Role of Gremlin1 and Bone Morphogenic Protein 4 (BMP4) in metabolic diseases

Abstract

Gremlin1, a protein highly expressed in human adipocytes, plays a key role in the differentiation of precursor cells into white adipose tissue and is linked to insulin resistance in hypertrophic obesity. This study investigated Gremlin1 expression in patients with obesity, type 2 diabetes (T2D), and related metabolic disorders, as well as its effects on obesity and insulin sensitivity in a diet-induced obese mouse model. We further investigated BMP4 for its potential therapeutic effects in a diabetic mouse model. We found elevated Gremlin1 mRNA levels in adipose tissue of first-degree relatives of T2D patients, correlated with body fat percentage and insulin resistance markers. Increased expression was also observed in the subcutaneous and visceral fat, and liver of T2D patients, particularly those with metabolic dysfunction-associated steatohepatitis (MASH). Additionally, Gremlin1 levels were higher in obese T2D patients compared to lean individuals.
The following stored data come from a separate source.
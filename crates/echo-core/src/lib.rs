//! Echo Core - real-time capture -> echo -> playback buffer circulation
//!
//! ```ignore
//! use echo_core::{Engine, EngineConfig};
//!
//! let mut engine = Engine::new(EngineConfig::default(), mic, speaker)?;
//! engine.start()?;
//! // driver calls capture.on_buffer_full() / playback.on_buffer_consumed()
//! engine.reconfigure(250, 0.5)?;
//! engine.stop()?;
//! ```

pub mod buffer;
pub mod circulation;
pub mod config;
pub mod effect;
pub mod engine;
pub mod error;
pub mod ring;

pub use buffer::{SampleBuffer, SampleBufferPool};
pub use circulation::{BufferCensus, CaptureDevice, CapturePath, PlaybackDevice, PlaybackPath};
pub use config::{EngineConfig, SampleFormat};
pub use effect::{EchoEffect, EffectHook};
pub use engine::{Engine, EngineControl, PipelineStats};
pub use error::{EngineError, EngineResult};
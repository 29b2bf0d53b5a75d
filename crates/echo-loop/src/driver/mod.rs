//! Device drivers for echo-loop
//!
//! A driver owns the real devices (or a simulation of them), calls the
//! engine paths from its callback threads, and reports what it heard.

#[cfg(feature = "cpal-backend")]
pub mod cpal;
pub mod loopback;

use serde::{Deserialize, Serialize};

use echo_core::{BufferCensus, PipelineStats};

/// Which device backend drives the engine
#[derive(Debug, Clone, Copy, PartialEq, Eq, Serialize, Deserialize, clap::ValueEnum)]
#[serde(rename_all = "lowercase")]
pub enum DriverKind {
    /// Simulated microphone and speaker on two threads, no hardware needed
    Loopback,
    /// Default system input and output via CPAL
    Cpal,
}

/// What a finished run looked like
#[derive(Debug, Clone)]
pub struct RunSummary {
    /// Census after the final stop
    pub census: BufferCensus,
    pub stats: PipelineStats,
    /// Buffers the output device consumed, silence included
    pub buffers_out: u64,
    /// Loudest sample the output device played
    pub peak_out: i16,
    /// Whether the capture path starved during the run
    pub capture_starved: bool,
    /// Stop + Start cycles the driver ran to recover from starvation
    pub restarts: u32,
}

impl std::fmt::Display for RunSummary {
    fn fmt(&self, f: &mut std::fmt::Formatter<'_>) -> std::fmt::Result {
        write!(
            f,
            "{} | {} | out={} peak={} restarts={}{}",
            self.census,
            self.stats,
            self.buffers_out,
            self.peak_out,
            self.restarts,
            if self.capture_starved { " (capture starved)" } else { "" }
        )
    }
}
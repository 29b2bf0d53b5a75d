//! Echo engine - owns the pool, the queues, the echo, and both device paths

use std::sync::atomic::{AtomicU64, Ordering};
use std::sync::Arc;

use crate::buffer::{SampleBuffer, SampleBufferPool};
use crate::circulation::{
    BufferCensus, CaptureDevice, CapturePath, PlaybackDevice, PlaybackPath, QueueProbes,
};
use crate::config::EngineConfig;
use crate::effect::{echo_hook, EchoEffect};
use crate::error::{EngineError, EngineResult};
use crate::ring::RingBuffer;

use super::{PipelineAtomics, PipelineStats};

static NEXT_ENGINE_ID: AtomicU64 = AtomicU64::new(1);

/// Control-thread handle to a running engine
///
/// Cheap to clone and `Sync`; everything it does is either lock-free or
/// takes the echo's control lock, never anything the callbacks wait on.
#[derive(Clone)]
pub struct EngineControl {
    shared: Arc<ControlShared>,
}

struct ControlShared {
    echo: Arc<EchoEffect>,
    atomics: Arc<PipelineAtomics>,
    probes: QueueProbes,
    pool_size: usize,
}

impl EngineControl {
    /// Change the echo delay and decay
    ///
    /// On failure the previous delay line keeps running.
    pub fn reconfigure(&self, delay_ms: u32, decay: f32) -> EngineResult<()> {
        match self.shared.echo.reconfigure(delay_ms, decay) {
            Ok(()) => {
                log::info!("Echo reconfigured: {}ms, decay {:.2}", delay_ms, decay);
                Ok(())
            }
            Err(e) => {
                log::warn!("Echo reconfigure rejected: {}", e);
                Err(e)
            }
        }
    }

    /// Count the buffers in each queue
    pub fn census(&self) -> BufferCensus {
        self.shared
            .probes
            .count(&self.shared.atomics, self.shared.pool_size)
    }

    /// Snapshot of the pipeline counters
    pub fn stats(&self) -> PipelineStats {
        self.shared.atomics.snapshot(self.shared.echo.skipped())
    }

    /// Whether the capture path stopped its device for lack of free buffers
    pub fn capture_starved(&self) -> bool {
        self.shared.atomics.capture_starved()
    }

    /// Take the census a path asked for after a shadow desync
    ///
    /// Returns `None` when no desync happened since the last call. The
    /// callbacks cannot log, so the control thread polls this and logs for them.
    pub fn poll_diagnostics(&self) -> Option<BufferCensus> {
        if !self.shared.atomics.take_census_request() {
            return None;
        }
        let census = self.census();
        log::warn!(
            "Shadow desync reported ({} so far): {}",
            self.shared.atomics.snapshot(0).shadow_desyncs,
            census
        );
        Some(census)
    }

    pub fn echo(&self) -> &EchoEffect {
        &self.shared.echo
    }
}

impl std::fmt::Debug for EngineControl {
    fn fmt(&self, f: &mut std::fmt::Formatter<'_>) -> std::fmt::Result {
        f.debug_struct("EngineControl")
            .field("census", &self.census())
            .field("stats", &self.stats())
            .finish()
    }
}

/// The echo engine
///
/// Built once per session. The capture and playback paths live inside the
/// engine while it is being started or stopped, and are lent to the device
/// driver while audio flows: borrowed via [`streams_mut`](Self::streams_mut)
/// for scoped driver threads, or moved out with [`detach`](Self::detach) for
/// `'static` callbacks and handed back with [`attach`](Self::attach).
pub struct Engine<C: CaptureDevice, P: PlaybackDevice> {
    id: u64,
    config: EngineConfig,
    streams: Option<(CapturePath<C>, PlaybackPath<P>)>,
    control: EngineControl,
    running: bool,
}

impl<C: CaptureDevice, P: PlaybackDevice> Engine<C, P> {
    /// Allocate the pool, queues, and delay line for `config`
    pub fn new(config: EngineConfig, capture: C, playback: P) -> EngineResult<Self> {
        config.validate()?;

        let id = NEXT_ENGINE_ID.fetch_add(1, Ordering::Relaxed);
        let format = config.format();
        let pool_size = config.buffer_pool_size;
        let kickstart = config.kickstart;

        let mut pool = SampleBufferPool::allocate(pool_size, format.buffer_bytes())?;

        let (mut free_in, free_out) = RingBuffer::<Box<SampleBuffer>>::new(pool_size);
        let (captured_in, captured_out) = RingBuffer::<Box<SampleBuffer>>::new(pool_size);
        let (record_in, record_out) = RingBuffer::<Box<SampleBuffer>>::new(kickstart);
        let (play_in, play_out) = RingBuffer::new(kickstart);

        for buffer in pool.drain() {
            if free_in.push(buffer).is_err() {
                return Err(EngineError::PoolAllocation {
                    requested: pool_size,
                    reason: "free queue smaller than pool".to_string(),
                });
            }
        }

        let echo = Arc::new(EchoEffect::new(
            format,
            config.initial_delay_ms,
            config.initial_decay,
        )?);
        let atomics = Arc::new(PipelineAtomics::new());

        let probes = QueueProbes {
            free: free_in.probe(),
            captured: captured_in.probe(),
            record_shadow: record_in.probe(),
            play_shadow: play_in.probe(),
        };

        let capture = CapturePath::new(
            id,
            capture,
            free_out,
            captured_in,
            (record_in, record_out),
            echo_hook(Arc::clone(&echo)),
            Arc::clone(&atomics),
        );
        let playback = PlaybackPath::new(
            id,
            playback,
            captured_out,
            free_in,
            (play_in, play_out),
            format.buffer_bytes(),
            Arc::clone(&atomics),
        );

        log::info!(
            "Echo engine #{} created: {}Hz, {} ch, {} frames/buffer, {} buffers x {} bytes, kickstart {}",
            id,
            format.sample_rate,
            format.channels,
            format.frames_per_buffer,
            pool_size,
            format.buffer_bytes(),
            kickstart
        );
        log::debug!("Echo: {:?}", echo);

        Ok(Self {
            id,
            config,
            streams: Some((capture, playback)),
            control: EngineControl {
                shared: Arc::new(ControlShared {
                    echo,
                    atomics,
                    probes,
                    pool_size,
                }),
            },
            running: false,
        })
    }

    /// Seed both devices and start them
    ///
    /// The capture device gets up to `kickstart` empty buffers; the playback
    /// device gets `kickstart` entries, captured data if any is waiting and
    /// silence otherwise. Does nothing if already running.
    pub fn start(&mut self) -> EngineResult<()> {
        if self.running {
            return Ok(());
        }

        let kickstart = self.config.kickstart;
        let (capture, playback) = self
            .streams
            .as_mut()
            .ok_or(EngineError::StreamsDetached("start"))?;

        let seeded = capture.prime(kickstart);
        if seeded < kickstart {
            log::warn!(
                "Out of free buffers at start: seeded {} of {} capture buffers",
                seeded,
                kickstart
            );
        }
        let armed = playback.prime(kickstart);

        capture.start_device();
        playback.start_device();
        self.running = true;

        log::info!(
            "Echo engine #{} started ({} capture, {} playback buffers queued)",
            self.id,
            seeded,
            armed
        );
        Ok(())
    }

    /// Stop both devices and return every buffer to Free
    ///
    /// Idempotent. The paths must be attached, which also means the driver
    /// can no longer be inside a callback.
    pub fn stop(&mut self) -> EngineResult<()> {
        let (capture, playback) = self
            .streams
            .as_mut()
            .ok_or(EngineError::StreamsDetached("stop"))?;

        let was_running = self.running;
        if was_running {
            capture.stop_device();
            playback.stop_device();
        }

        while let Some(buffer) = capture.reclaim() {
            playback.recycle(buffer);
        }
        playback.drain();
        self.running = false;
        self.control.poll_diagnostics();

        let census = self.control.census();
        if !census.is_balanced() {
            log::warn!("Buffer census mismatch after stop: {}", census);
        } else if was_running {
            log::info!("Echo engine #{} stopped: {}", self.id, census);
        }
        Ok(())
    }

    /// Replace the hook run on every captured buffer
    ///
    /// The default hook runs the engine's echo; use
    /// [`echo_hook`](crate::effect::echo_hook) with [`echo`](Self::echo) to
    /// chain it from a custom hook.
    pub fn register_effect_hook<F>(&mut self, hook: F) -> EngineResult<()>
    where
        F: FnMut(&mut SampleBuffer) + Send + 'static,
    {
        let (capture, _) = self
            .streams
            .as_mut()
            .ok_or(EngineError::StreamsDetached("registering an effect hook"))?;
        drop(capture.set_hook(Box::new(hook)));
        log::debug!("Effect hook replaced on engine #{}", self.id);
        Ok(())
    }

    /// Change the echo delay and decay; see [`EngineControl::reconfigure`]
    pub fn reconfigure(&self, delay_ms: u32, decay: f32) -> EngineResult<()> {
        self.control.reconfigure(delay_ms, decay)
    }

    /// Count the buffers in each queue
    pub fn census(&self) -> BufferCensus {
        self.control.census()
    }

    pub fn stats(&self) -> PipelineStats {
        self.control.stats()
    }

    /// Cloneable handle for a control thread
    pub fn control(&self) -> EngineControl {
        self.control.clone()
    }

    /// Shared echo effect
    pub fn echo(&self) -> Arc<EchoEffect> {
        Arc::clone(&self.control.shared.echo)
    }

    /// Borrow both paths, e.g. for scoped driver threads
    pub fn streams_mut(&mut self) -> EngineResult<(&mut CapturePath<C>, &mut PlaybackPath<P>)> {
        self.streams
            .as_mut()
            .map(|(capture, playback)| (capture, playback))
            .ok_or(EngineError::StreamsDetached("borrowing the streams"))
    }

    /// Move both paths out, e.g. into `'static` device callbacks
    pub fn detach(&mut self) -> EngineResult<(CapturePath<C>, PlaybackPath<P>)> {
        let streams = self
            .streams
            .take()
            .ok_or(EngineError::StreamsDetached("detaching again"))?;
        log::debug!("Streams detached from engine #{}", self.id);
        Ok(streams)
    }

    /// Hand the paths back after the driver stopped calling them
    ///
    /// Paths from another engine are rejected and dropped.
    pub fn attach(&mut self, capture: CapturePath<C>, playback: PlaybackPath<P>) -> EngineResult<()> {
        for found in [capture.engine_id, playback.engine_id] {
            if found != self.id {
                return Err(EngineError::ForeignStreams {
                    expected: self.id,
                    found,
                });
            }
        }
        self.streams = Some((capture, playback));
        log::debug!("Streams attached to engine #{}", self.id);
        Ok(())
    }

    pub fn id(&self) -> u64 {
        self.id
    }

    pub fn config(&self) -> &EngineConfig {
        &self.config
    }

    pub fn is_running(&self) -> bool {
        self.running
    }

    pub fn is_attached(&self) -> bool {
        self.streams.is_some()
    }
}

impl<C: CaptureDevice, P: PlaybackDevice> Drop for Engine<C, P> {
    fn drop(&mut self) {
        if self.running && self.streams.is_some() {
            if let Err(e) = self.stop() {
                log::warn!("Failed to stop engine #{} on drop: {}", self.id, e);
            }
        }
    }
}

impl<C: CaptureDevice, P: PlaybackDevice> std::fmt::Debug for Engine<C, P> {
    fn fmt(&self, f: &mut std::fmt::Formatter<'_>) -> std::fmt::Result {
        f.debug_struct("Engine")
            .field("id", &self.id)
            .field("running", &self.running)
            .field("attached", &self.streams.is_some())
            .field("census", &self.census())
            .finish()
    }
}
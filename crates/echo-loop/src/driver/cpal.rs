//! CPAL driver
//!
//! CPAL pulls and pushes audio in whatever block size the host picks, so the
//! devices here adapt blocks to engine buffers: the input callback copies
//! into the capture path's current buffer and reports it full when it fills
//! up; the output callback copies out of the playback path's current buffer
//! and reports it consumed when it runs out.
//!
//! The paths are moved into the stream callbacks and come back through a
//! channel when the streams are dropped, which is also how a starved capture
//! path is brought back for a Stop + Start.
//!
//! ```text
//!  input callback ──► CapturePath ──► Captured queue ──► PlaybackPath ──► output callback
//!                          ▲                                  │
//!                          └────────── Free queue ◄───────────┘
//! ```

use std::time::{Duration, Instant};

use anyhow::{anyhow, Context, Result};
use cpal::traits::{DeviceTrait, HostTrait, StreamTrait};
use cpal::{BufferSize, Device, SampleRate, Stream, StreamConfig};
use crossbeam::channel::{bounded, Receiver, Sender};

use echo_core::{CaptureDevice, CapturePath, Engine, EngineConfig, PlaybackDevice, PlaybackPath, SampleBuffer};

use super::RunSummary;
use crate::config::DriverConfig;

/// Input device state kept inside the capture path
#[derive(Debug, Default)]
pub struct CpalInput {
    running: bool,
    /// Samples already written into the current buffer
    filled: usize,
    dropped_samples: u64,
}

impl CaptureDevice for CpalInput {
    fn enqueue(&mut self, _buffer: &SampleBuffer) {}

    fn start(&mut self) {
        self.running = true;
        self.filled = 0;
    }

    fn stop(&mut self) {
        self.running = false;
    }
}

/// Output device state kept inside the playback path
#[derive(Debug, Default)]
pub struct CpalOutput {
    running: bool,
    /// Samples already played from the current buffer
    played: usize,
    consumed: u64,
    peak: i16,
}

impl PlaybackDevice for CpalOutput {
    fn enqueue(&mut self, _buffer: &SampleBuffer) {}

    fn start(&mut self) {
        self.running = true;
        self.played = 0;
    }

    fn stop(&mut self) {
        self.running = false;
    }
}

/// Sends a path back to the control thread when the callback owning it is dropped
struct Homing<T> {
    value: Option<T>,
    home: Sender<T>,
}

impl<T> Homing<T> {
    fn new(value: T, home: Sender<T>) -> Self {
        Self {
            value: Some(value),
            home,
        }
    }

    fn get(&mut self) -> Option<&mut T> {
        self.value.as_mut()
    }
}

impl<T> Drop for Homing<T> {
    fn drop(&mut self) {
        if let Some(value) = self.value.take() {
            let _ = self.home.send(value);
        }
    }
}

fn record_block(capture: &mut CapturePath<CpalInput>, mut data: &[i16]) {
    while !data.is_empty() {
        if !capture.device().running {
            capture.device_mut().dropped_samples += data.len() as u64;
            return;
        }
        let offset = capture.device().filled;
        let Some(buffer) = capture.device_buffer_mut() else {
            capture.device_mut().dropped_samples += data.len() as u64;
            return;
        };

        let samples = buffer.samples_mut();
        let n = (samples.len() - offset).min(data.len());
        samples[offset..offset + n].copy_from_slice(&data[..n]);
        let complete = offset + n == samples.len();
        data = &data[n..];

        if complete {
            capture.device_mut().filled = 0;
            capture.on_buffer_full();
        } else {
            capture.device_mut().filled = offset + n;
        }
    }
}

fn play_block(playback: &mut PlaybackPath<CpalOutput>, mut data: &mut [i16]) {
    while !data.is_empty() {
        if !playback.device().running {
            data.fill(0);
            return;
        }
        let offset = playback.device().played;
        let Some(buffer) = playback.device_buffer() else {
            data.fill(0);
            return;
        };

        let samples = &buffer.samples()[..buffer.len() / 2];
        let n = (samples.len().saturating_sub(offset)).min(data.len());
        let (head, rest) = std::mem::take(&mut data).split_at_mut(n);
        head.copy_from_slice(&samples[offset..offset + n]);
        let peak = head.iter().map(|s| s.saturating_abs()).max().unwrap_or(0);
        let exhausted = offset + n >= samples.len();
        data = rest;

        let output = playback.device_mut();
        output.peak = output.peak.max(peak);
        if exhausted {
            output.played = 0;
            output.consumed += 1;
            playback.on_buffer_consumed();
        } else {
            output.played = offset + n;
        }
    }
}

/// Input and output streams that own the engine paths while they play
struct Streams {
    input: Stream,
    output: Stream,
    capture_back: Receiver<CapturePath<CpalInput>>,
    playback_back: Receiver<PlaybackPath<CpalOutput>>,
}

impl Streams {
    /// Move the paths into new stream callbacks and start both streams
    fn open(
        input_device: &Device,
        output_device: &Device,
        stream_config: &StreamConfig,
        capture: CapturePath<CpalInput>,
        playback: PlaybackPath<CpalOutput>,
    ) -> Result<Self> {
        let (capture_home, capture_back) = bounded(1);
        let (playback_home, playback_back) = bounded(1);

        let mut capture = Homing::new(capture, capture_home);
        let input = input_device
            .build_input_stream(
                stream_config,
                move |data: &[i16], _info: &cpal::InputCallbackInfo| {
                    if let Some(capture) = capture.get() {
                        record_block(capture, data);
                    }
                },
                move |err| {
                    log::error!("Input stream error: {}", err);
                },
                None,
            )
            .context("Failed to build input stream")?;

        let mut playback = Homing::new(playback, playback_home);
        let output = output_device
            .build_output_stream(
                stream_config,
                move |data: &mut [i16], _info: &cpal::OutputCallbackInfo| {
                    if let Some(playback) = playback.get() {
                        play_block(playback, data);
                    }
                },
                move |err| {
                    log::error!("Output stream error: {}", err);
                },
                None,
            )
            .context("Failed to build output stream")?;

        input.play().context("Failed to start input stream")?;
        output.play().context("Failed to start output stream")?;

        Ok(Self {
            input,
            output,
            capture_back,
            playback_back,
        })
    }

    /// Drop both streams and wait for the paths to come home
    fn close(self) -> Result<(CapturePath<CpalInput>, PlaybackPath<CpalOutput>)> {
        drop(self.input);
        drop(self.output);
        let capture = self
            .capture_back
            .recv_timeout(Duration::from_secs(1))
            .context("Capture path did not come back from the input stream")?;
        let playback = self
            .playback_back
            .recv_timeout(Duration::from_secs(1))
            .context("Playback path did not come back from the output stream")?;
        Ok((capture, playback))
    }
}

/// Run the engine against the default input and output devices
///
/// A starved capture path is recovered by closing the streams, cycling the
/// engine through Stop and Start, and opening fresh streams.
pub fn run(config: EngineConfig, driver: &DriverConfig) -> Result<RunSummary> {
    let host = cpal::default_host();
    let input_device = host
        .default_input_device()
        .ok_or_else(|| anyhow!("No default input device"))?;
    let output_device = host
        .default_output_device()
        .ok_or_else(|| anyhow!("No default output device"))?;
    log::info!(
        "Using input '{}' and output '{}'",
        input_device.name().unwrap_or_else(|_| "Unknown".to_string()),
        output_device.name().unwrap_or_else(|_| "Unknown".to_string())
    );

    let stream_config = StreamConfig {
        channels: config.channel_count,
        sample_rate: SampleRate(config.sample_rate),
        buffer_size: BufferSize::Fixed(config.frames_per_buffer),
    };

    let mut engine = Engine::new(config, CpalInput::default(), CpalOutput::default())
        .context("Failed to create echo engine")?;
    let control = engine.control();
    engine.start().context("Failed to start echo engine")?;

    let (capture, playback) = engine.detach()?;
    let mut streams = Streams::open(&input_device, &output_device, &stream_config, capture, playback)?;

    let run_for = Duration::from_secs_f32(driver.run_seconds.max(0.0));
    log::info!("Streaming for {:.1}s", run_for.as_secs_f32());
    let started = Instant::now();
    let mut swept = driver.sweep_delay_ms.is_none();
    let mut restarts = 0u32;
    while started.elapsed() < run_for {
        std::thread::sleep(Duration::from_millis(50));
        if !swept && started.elapsed() >= run_for / 2 {
            if let Some(delay_ms) = driver.sweep_delay_ms {
                if let Err(e) = control.reconfigure(delay_ms, control.echo().decay_weight()) {
                    log::warn!("Mid-run reconfigure failed: {}", e);
                }
            }
            swept = true;
        }
        control.poll_diagnostics();

        if control.capture_starved() {
            log::warn!("Capture starved, restarting streams: {}", control.census());
            let (capture, playback) = streams.close()?;
            engine.attach(capture, playback)?;
            engine.stop().context("Failed to stop starved engine")?;
            engine.start().context("Failed to restart echo engine")?;
            let (capture, playback) = engine.detach()?;
            streams = Streams::open(&input_device, &output_device, &stream_config, capture, playback)?;
            restarts += 1;
        }
    }

    let capture_starved = restarts > 0 || control.capture_starved();
    let (capture, playback) = streams.close()?;

    if capture.device().dropped_samples > 0 {
        log::warn!(
            "Input dropped {} samples while no buffer was available",
            capture.device().dropped_samples
        );
    }
    let buffers_out = playback.device().consumed;
    let peak_out = playback.device().peak;

    engine.attach(capture, playback)?;
    engine.stop().context("Failed to stop echo engine")?;

    Ok(RunSummary {
        census: engine.census(),
        stats: engine.stats(),
        buffers_out,
        peak_out,
        capture_starved,
        restarts,
    })
}
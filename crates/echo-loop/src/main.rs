//! echo-loop - run the echo engine against a loopback or a real audio device
//!
//! Captures audio, runs it through the echo, plays it back, reconfigures
//! the delay once halfway through, and reports the buffer census at the end.
//!
//! ## Command line flags
//!
//! - `--config <PATH>`: config file (default ~/.config/echo-loop/config.yaml)
//! - `--seconds <N>`, `--delay-ms <MS>`, `--decay <W>`: override the config
//! - `--driver loopback|cpal`: device backend
//! - `--write-config`: save the effective config and exit

mod config;
mod driver;

use std::path::PathBuf;

use anyhow::{bail, Result};
use clap::Parser;

use echo_core::config::{load_config, save_config, CheckedConfig};

use config::{default_config_path, LoopConfig};
use driver::DriverKind;

/// Real-time capture -> echo -> playback loop
#[derive(Parser, Debug)]
#[command(name = "echo-loop")]
#[command(version, about, long_about = None)]
struct Cli {
    /// Config file
    #[arg(short, long)]
    config: Option<PathBuf>,

    /// How long to stream
    #[arg(short, long)]
    seconds: Option<f32>,

    /// Initial echo delay in milliseconds
    #[arg(long)]
    delay_ms: Option<u32>,

    /// Echo feedback weight in [0, 1)
    #[arg(long)]
    decay: Option<f32>,

    /// Device backend
    #[arg(long, value_enum)]
    driver: Option<DriverKind>,

    /// Save the effective config to the config path and exit
    #[arg(long)]
    write_config: bool,
}

impl Cli {
    fn apply(&self, config: &mut LoopConfig) {
        if let Some(seconds) = self.seconds {
            config.driver.run_seconds = seconds;
        }
        if let Some(delay_ms) = self.delay_ms {
            config.engine.initial_delay_ms = delay_ms;
        }
        if let Some(decay) = self.decay {
            config.engine.initial_decay = decay;
        }
        if let Some(kind) = self.driver {
            config.driver.kind = kind;
        }
    }
}

fn main() -> Result<()> {
    // Set RUST_LOG=debug for verbose output
    env_logger::Builder::from_env(env_logger::Env::default().default_filter_or("info"))
        .format_timestamp_millis()
        .init();

    let cli = Cli::parse();
    log::info!("echo-loop v{} starting up", env!("CARGO_PKG_VERSION"));

    let config_path = cli.config.clone().unwrap_or_else(default_config_path);
    let mut config: LoopConfig = load_config(&config_path);
    cli.apply(&mut config);
    config.check()?;

    if cli.write_config {
        save_config(&config, &config_path)?;
        println!("Wrote {}", config_path.display());
        return Ok(());
    }

    let summary = match config.driver.kind {
        DriverKind::Loopback => driver::loopback::run(config.engine.clone(), &config.driver)?,
        #[cfg(feature = "cpal-backend")]
        DriverKind::Cpal => driver::cpal::run(config.engine.clone(), &config.driver)?,
        #[cfg(not(feature = "cpal-backend"))]
        DriverKind::Cpal => bail!("echo-loop was built without the cpal-backend feature"),
    };

    log::info!("Run finished: {}", summary);
    if !summary.census.is_balanced() {
        bail!("buffers lost during the run: {}", summary.census);
    }
    Ok(())
}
In vitro, Gremlin1 was shown to disrupt insulin signaling in human hepatocytes, adipocytes, and muscle cells by inhibiting Akt phosphorylation. However, in vivo studies in mice revealed that neither increasing Gremlin1 expression nor administering Gremlin1 protein significantly affected metabolism. BMP4 gene therapy in diabetic mice showed limited benefits, such as short-term weight gain and delayed insulin decline, but did not reverse diabetes or have lasting metabolic effects. CONCLUSIONS: Gremlin1 is a secreted protein that antagonizes insulin signaling, particularly in adipose tissue and liver, and is associated with insulin resistance and metabolic dysfunction in humans. While it presents a potential therapeutic target for obesity-related conditions, its metabolic impact appears to be species-specific. BMP4 therapy showed initial promise in diabetic mice but requires further research for long-term effectiveness.